▸ Exercise brief:
Collect from the data below each line with "libraries".

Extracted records
//! Lowering a Quill syntax tree to a `QMOD` module image.
//!
//! Emit resolves every name: imports against the reference catalog,
//! `Library.Constant` paths against the imported images, bare identifiers
//! against method parameters. Library constants are inlined as literals.

use quill_diagnostic::Diagnostic;
use quill_ir::{Expr, MethodDef, ModuleImage, Span, Stmt, TypeDef, Value};
use quill_refs::ReferenceCatalog;
use quill_stack::ensure_sufficient_stack;
use rustc_hash::{FxHashMap, FxHashSet};

use super::ast::{CompilationUnit, ExprKind, Expression, Member, MemberKind, Statement, StmtKind};
use super::{render, ErrorCode, Problem, SyntaxTree};
use crate::{EmitFailure, EmitOptions, Emitted};

pub fn emit(
    syntax: &SyntaxTree,
    references: &ReferenceCatalog,
    options: &EmitOptions,
) -> Result<Emitted, EmitFailure> {
    let mut lowering = Lowering::new(references);
    let image = lowering.unit(&syntax.unit, &options.module_name);
    lowering.unused_imports(&syntax.unit);

    let mut problems = lowering.problems;
    problems.sort_by_key(|p| p.span.start);
    let mut diagnostics: Vec<Diagnostic> = problems
        .iter()
        .map(|p| render(&syntax.source, p.span, p.code, &p.message))
        .collect();

    if quill_diagnostic::has_errors(&diagnostics) {
        tracing::debug!(count = diagnostics.len(), "emit rejected unit");
        return Err(EmitFailure { diagnostics });
    }

    match image.encode() {
        Ok(module) => {
            tracing::debug!(bytes = module.len(), "emitted module image");
            Ok(Emitted {
                module,
                diagnostics,
            })
        }
        Err(err) => {
            diagnostics.push(render(
                &syntax.source,
                Span::DUMMY,
                ErrorCode::Q2099,
                &format!("failed to encode module image: {err}"),
            ));
            Err(EmitFailure { diagnostics })
        }
    }
}

/// An imported library, decoded once per emit.
struct Library {
    image: ModuleImage,
    span: Span,
    used: bool,
}

struct Lowering<'a> {
    references: &'a ReferenceCatalog,
    /// Successfully resolved imports by name.
    libraries: FxHashMap<String, Library>,
    /// Every imported name, resolved or not, to avoid double-reporting.
    imported: FxHashSet<String>,
    problems: Vec<Problem>,
}

impl<'a> Lowering<'a> {
    fn new(references: &'a ReferenceCatalog) -> Self {
        Lowering {
            references,
            libraries: FxHashMap::default(),
            imported: FxHashSet::default(),
            problems: Vec::new(),
        }
    }

    fn report(&mut self, code: ErrorCode, span: Span, message: impl Into<String>) {
        self.problems.push(Problem::new(code, span, message));
    }

    fn unit(&mut self, unit: &CompilationUnit, name: &str) -> ModuleImage {
        for import in &unit.imports {
            if !self.imported.insert(import.name.clone()) {
                continue;
            }
            let Some(reference) = self.references.get(&import.name) else {
                self.report(
                    ErrorCode::Q2001,
                    import.span,
                    format!(
                        "unresolved import `{}`: no such reference in the catalog",
                        import.name
                    ),
                );
                continue;
            };
            match ModuleImage::decode(reference.module.as_bytes()) {
                Ok(image) => {
                    self.libraries.insert(
                        import.name.clone(),
                        Library {
                            image,
                            span: import.span,
                            used: false,
                        },
                    );
                }
                Err(err) => self.report(
                    ErrorCode::Q2009,
                    import.span,
                    format!("reference `{}` is not a valid library image: {err}", import.name),
                ),
            }
        }

        let mut image = ModuleImage::new(name);
        let mut seen_types = FxHashSet::default();
        for decl in &unit.types {
            if !seen_types.insert(decl.name.as_str()) {
                self.report(
                    ErrorCode::Q2005,
                    decl.name_span,
                    format!("type `{}` is defined more than once", decl.name),
                );
                continue;
            }
            let mut ty = TypeDef::new(decl.name.clone(), decl.exported);
            let mut seen_members = FxHashSet::default();
            for member in &decl.members {
                if !seen_members.insert((member.kind, member.name.as_str(), member.params.len())) {
                    self.report(
                        ErrorCode::Q2006,
                        member.name_span,
                        format!(
                            "`{}.{}` with {} parameter(s) is defined more than once",
                            decl.name,
                            member.name,
                            member.params.len()
                        ),
                    );
                    continue;
                }
                let Some(method) = self.member(member) else {
                    continue;
                };
                match member.kind {
                    MemberKind::Constructor => ty.constructors.push(method),
                    MemberKind::Method => ty.methods.push(method),
                }
            }
            if ty.constructors.is_empty() {
                ty.constructors.push(MethodDef::new("new", 0, Vec::new()));
            }
            image.types.push(ty);
        }
        image
    }

    fn member(&mut self, member: &Member) -> Option<MethodDef> {
        let Ok(arity) = u8::try_from(member.params.len()) else {
            self.report(
                ErrorCode::Q2011,
                member.name_span,
                format!("`{}` has more than 255 parameters", member.name),
            );
            return None;
        };
        let scope = MethodScope {
            params: member.params.iter().map(|p| p.name.as_str()).collect(),
            constructor: member.kind == MemberKind::Constructor,
        };
        let body = self.block(&member.body, &scope);
        Some(MethodDef::new(member.name.clone(), arity, body))
    }

    fn block(&mut self, stmts: &[Statement], scope: &MethodScope<'_>) -> Vec<Stmt> {
        ensure_sufficient_stack(|| self.block_inner(stmts, scope))
    }

    fn block_inner(&mut self, stmts: &[Statement], scope: &MethodScope<'_>) -> Vec<Stmt> {
        let mut out = Vec::with_capacity(stmts.len());
        let mut diverged = false;
        for stmt in stmts {
            if diverged {
                self.report(ErrorCode::Q2008, stmt.span, "unreachable statement");
                break;
            }
            out.push(self.statement(stmt, scope));
            diverged = stmt.kind.diverges();
        }
        out
    }

    fn statement(&mut self, stmt: &Statement, scope: &MethodScope<'_>) -> Stmt {
        match &stmt.kind {
            StmtKind::Return(value) => {
                if scope.constructor && value.is_some() {
                    self.report(
                        ErrorCode::Q2010,
                        stmt.span,
                        "constructors cannot return a value",
                    );
                }
                Stmt::Return(value.as_ref().map(|v| self.expression(v, scope)))
            }
            StmtKind::Fail(message) => Stmt::Fail(self.expression(message, scope)),
            StmtKind::Loop(body) => Stmt::Loop(self.block(body, scope)),
            StmtKind::SetField { field, value } => Stmt::SetField {
                field: field.clone(),
                value: self.expression(value, scope),
            },
        }
    }

    fn expression(&mut self, expr: &Expression, scope: &MethodScope<'_>) -> Expr {
        ensure_sufficient_stack(|| self.expression_inner(expr, scope))
    }

    fn expression_inner(&mut self, expr: &Expression, scope: &MethodScope<'_>) -> Expr {
        match &expr.kind {
            ExprKind::Str(s) => Expr::Literal(Value::Str(s.clone())),
            ExprKind::Int(n) => Expr::Literal(Value::Int(*n)),
            ExprKind::Bool(b) => Expr::Literal(Value::Bool(*b)),
            ExprKind::None => Expr::Literal(Value::None),
            ExprKind::Field(name) => Expr::Field(name.clone()),
            ExprKind::Name(name) => match scope.param_index(name) {
                Some(index) => Expr::Param(index),
                None => {
                    self.report(
                        ErrorCode::Q2004,
                        expr.span,
                        format!("cannot find `{name}` in this scope"),
                    );
                    Expr::Literal(Value::None)
                }
            },
            ExprKind::Path { library, member } => self.library_constant(library, member, expr.span),
            ExprKind::Add(lhs, rhs) => Expr::Add(
                Box::new(self.expression(lhs, scope)),
                Box::new(self.expression(rhs, scope)),
            ),
        }
    }

    fn library_constant(&mut self, library: &str, member: &str, span: Span) -> Expr {
        if let Some(lib) = self.libraries.get_mut(library) {
            lib.used = true;
            if let Some(value) = lib.image.constant(member) {
                return Expr::Literal(value.clone());
            }
            self.report(
                ErrorCode::Q2002,
                span,
                format!("library `{library}` has no member `{member}`"),
            );
        } else if !self.imported.contains(library) {
            self.report(
                ErrorCode::Q2003,
                span,
                format!("library `{library}` is not imported; add `import {library};`"),
            );
        }
        // Imported but unresolved: the import itself already carries the error.
        Expr::Literal(Value::None)
    }

    fn unused_imports(&mut self, unit: &CompilationUnit) {
        for import in &unit.imports {
            let unused = self
                .libraries
                .get(&import.name)
                .is_some_and(|lib| !lib.used && lib.span == import.span);
            if unused {
                self.report(
                    ErrorCode::Q2007,
                    import.span,
                    format!("unused import `{}`", import.name),
                );
            }
        }
    }
}

struct MethodScope<'a> {
    params: Vec<&'a str>,
    constructor: bool,
}

impl MethodScope<'_> {
    fn param_index(&self, name: &str) -> Option<u8> {
        self.params
            .iter()
            .position(|p| *p == name)
            .and_then(|idx| u8::try_from(idx).ok())
    }
}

▸ Task output:
    libraries: FxHashMap<String, Library>,
            libraries: FxHashMap::default(),
                    self.libraries.insert(
        if let Some(lib) = self.libraries.get_mut(library) {
                .libraries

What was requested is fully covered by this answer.